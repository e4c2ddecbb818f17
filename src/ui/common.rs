//! Common UI components shared across views.
//!
//! This module contains the header bar, tab bar, status bar, help overlay
//! and the helpers the table views share.

use ratatui::{
    layout::Rect,
    style::{Modifier, Style},
    text::{Line, Span},
    widgets::{Block, Borders, Paragraph, Tabs},
    Frame,
};

use crate::app::{App, Session, View};
use crate::data::ColorTier;

const TAB_DIVIDER: &str = "|";

/// Render the header bar with the signed-in user and risk overview.
pub fn render_header(frame: &mut Frame, app: &App, area: Rect) {
    let title = Span::styled(
        " LANDSLIDE WATCH ",
        Style::default().add_modifier(Modifier::BOLD),
    );

    let user = match &app.session {
        Session::Active(user) => user.label().to_string(),
        Session::Checking => "Checking session...".to_string(),
        Session::SignedOut => "Signed out".to_string(),
    };

    let mut spans = vec![title, Span::raw("│ "), Span::raw(user)];

    if let Some(date) = app.risk_map.date {
        spans.push(Span::raw(" │ "));
        spans.push(Span::raw(date.format("%Y-%m-%d").to_string()));
    }

    if !app.risk_map.districts.is_empty() {
        let counts = app.risk_map.tier_counts();
        let tier_count = |n: usize, tier: ColorTier| {
            if n > 0 {
                Span::styled(n.to_string(), app.theme.tier_style(tier))
            } else {
                Span::styled("0", Style::default().add_modifier(Modifier::DIM))
            }
        };
        spans.extend([
            Span::raw(" │ "),
            tier_count(counts.high, ColorTier::High),
            Span::raw(" high "),
            tier_count(counts.medium, ColorTier::Medium),
            Span::raw(" medium "),
            tier_count(counts.low, ColorTier::Low),
            Span::raw(" low"),
        ]);
    }

    if app.is_loading() {
        spans.push(Span::styled(
            " │ Loading...",
            Style::default().add_modifier(Modifier::DIM),
        ));
    }

    frame.render_widget(Paragraph::new(Line::from(spans)), area);
}

/// Tab titles in view order.
pub fn tab_titles() -> Vec<String> {
    View::ALL
        .iter()
        .enumerate()
        .map(|(i, v)| format!(" {}:{} ", i + 1, v.label()))
        .collect()
}

/// The view whose tab covers `column`, if any.
pub fn tab_at(column: u16) -> Option<View> {
    let mut start = 0u16;
    for (title, view) in tab_titles().iter().zip(View::ALL) {
        let end = start + title.chars().count() as u16;
        if column >= start && column < end {
            return Some(view);
        }
        start = end + TAB_DIVIDER.len() as u16;
    }
    None
}

/// Render the tab bar showing available views.
///
/// Highlights the currently active view.
pub fn render_tabs(frame: &mut Frame, app: &App, area: Rect) {
    let titles: Vec<Line> = tab_titles().into_iter().map(Line::from).collect();

    let tabs = Tabs::new(titles)
        .select(app.current_view.index())
        .style(app.theme.tab_inactive)
        .highlight_style(app.theme.tab_active)
        .padding("", "")
        .divider(TAB_DIVIDER);

    frame.render_widget(tabs, area);
}

/// Render the status bar at the bottom.
///
/// Shows the backend, time since last update and available controls.
/// Also displays temporary status messages and errors.
pub fn render_status_bar(frame: &mut Frame, app: &App, area: Rect) {
    // Check for temporary status message first
    if let Some(msg) = app.get_status_message() {
        let paragraph =
            Paragraph::new(format!(" {} ", msg)).style(Style::default().fg(app.theme.highlight));
        frame.render_widget(paragraph, area);
        return;
    }

    if let Some(ref err) = app.load_error {
        let paragraph = Paragraph::new(format!(" Error: {} | r:retry q:quit", err))
            .style(app.theme.error_style());
        frame.render_widget(paragraph, area);
        return;
    }

    let controls = if app.prompt.is_some() {
        "Tab:next field Enter:submit Ctrl-C:quit"
    } else if app.filter_active {
        "Type to search | Enter:apply Esc:cancel"
    } else {
        match app.current_view {
            View::RiskMap => "[ ]:date /:search s:sort Enter:detail e:export ?:help q:quit",
            View::Rain => "[ ]:date X:all dates P/D:filter n/p:page s:sort u:upload ?:help q:quit",
            View::RiskArea => "P/D/v:filter n/p:page z:size s:sort u:upload ?:help q:quit",
            View::Statistics => "Enter:preview u:upload r:reload ?:help q:quit",
            View::ProvinceDistrict => "P/D:filter n/p:page z:size s:sort ?:help q:quit",
        }
    };

    let updated = match app.last_updated {
        Some(at) => format!("Updated {:.1}s ago", at.elapsed().as_secs_f64()),
        None => "Waiting for data".to_string(),
    };

    let status = format!(" {} | {} | {}", app.source_description(), updated, controls);
    let paragraph = Paragraph::new(status).style(Style::default().add_modifier(Modifier::DIM));

    frame.render_widget(paragraph, area);
}

/// Title suffix describing the local search filter.
pub fn filter_info(app: &App) -> String {
    if app.filter_active {
        format!(" /{}_", app.filter_text)
    } else if !app.filter_text.is_empty() {
        format!(" /{}/ [c:clear]", app.filter_text)
    } else {
        String::new()
    }
}

/// Column header with a sort arrow when it is the active sort column.
pub fn format_header(name: &str, active: bool, ascending: bool) -> Span<'static> {
    if active {
        let arrow = if ascending { "↑" } else { "↓" };
        Span::raw(format!("{}{}", name, arrow))
    } else {
        Span::raw(name.to_string())
    }
}

/// Centered rectangle of at most `width` x `height` inside `area`.
pub fn centered(area: Rect, width: u16, height: u16) -> Rect {
    let width = width.min(area.width.saturating_sub(4));
    let height = height.min(area.height.saturating_sub(2));
    let x = area.x + (area.width.saturating_sub(width)) / 2;
    let y = area.y + (area.height.saturating_sub(height)) / 2;
    Rect::new(x, y, width, height)
}

/// Render the help overlay with keyboard shortcuts.
///
/// Displayed as a centered modal on top of the current view.
pub fn render_help(frame: &mut Frame, app: &App, area: Rect) {
    let section = |title: &'static str| {
        Line::from(vec![Span::styled(
            title,
            Style::default().add_modifier(Modifier::BOLD),
        )])
    };

    let help_text = vec![
        Line::from(vec![Span::styled("Keyboard Shortcuts", app.theme.header)]),
        Line::from(""),
        section(" Navigation"),
        Line::from("  ←/→ h/l 1-5 Switch views"),
        Line::from("  ↑/↓ j/k     Navigate list"),
        Line::from("  PgUp/PgDn   Jump 10 items"),
        Line::from("  Home/End    Jump to first/last"),
        Line::from("  Enter       District detail / preview"),
        Line::from("  Esc         Go back"),
        Line::from(""),
        section(" Tables"),
        Line::from("  /           Search this page"),
        Line::from("  c           Clear search"),
        Line::from("  s / S / x   Sort column / direction / reset"),
        Line::from("  n / p       Next / previous page"),
        Line::from("  z           Page size"),
        Line::from("  P / D / v   Province / district / risk level"),
        Line::from("  [ / ]       Previous / next date"),
        Line::from("  X           Show all dates (rain)"),
        Line::from(""),
        section(" General"),
        Line::from("  u           Upload file"),
        Line::from("  r           Reload data"),
        Line::from("  e           Export to JSON"),
        Line::from("  L           Log out"),
        Line::from("  q           Quit"),
        Line::from(""),
        Line::from(vec![Span::styled(
            "Press any key to close",
            Style::default().add_modifier(Modifier::DIM),
        )]),
    ];

    let block = Block::default()
        .title(" Help ")
        .borders(Borders::ALL)
        .border_type(app.theme.border_type)
        .border_style(Style::default().fg(app.theme.highlight));

    let paragraph = Paragraph::new(help_text).block(block);

    // Center the help overlay - responsive to terminal size
    let help_area = centered(area, 50, 31);

    // Clear the area behind the help
    frame.render_widget(ratatui::widgets::Clear, help_area);
    frame.render_widget(paragraph, help_area);
}

#[cfg(test)]
mod tests {
    use super::*;

    #[test]
    fn test_tab_hit_testing() {
        let titles = tab_titles();
        assert_eq!(titles[0], " 1:Risk map ");
        assert_eq!(tab_at(0), Some(View::RiskMap));

        let first = titles[0].chars().count() as u16;
        assert_eq!(tab_at(first - 1), Some(View::RiskMap));
        // The divider belongs to no tab
        assert_eq!(tab_at(first), None);
        assert_eq!(tab_at(first + 1), Some(View::Rain));
        assert_eq!(tab_at(500), None);
    }

    #[test]
    fn test_centered_fits_area() {
        let area = Rect::new(0, 0, 40, 20);
        let rect = centered(area, 100, 100);
        assert_eq!(rect.width, 36);
        assert_eq!(rect.height, 18);
        assert_eq!(rect.x, 2);
    }
}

[WORK TO BE COMPLETED]: Search the material for "styled" and copy each matching line.

[THE COMPLETED TASK]:
    let title = Span::styled(
                Span::styled(n.to_string(), app.theme.tier_style(tier))
                Span::styled("0", Style::default().add_modifier(Modifier::DIM))
        spans.push(Span::styled(
        Line::from(vec![Span::styled(
        Line::from(vec![Span::styled("Keyboard Shortcuts", app.theme.header)]),
        Line::from(vec![Span::styled(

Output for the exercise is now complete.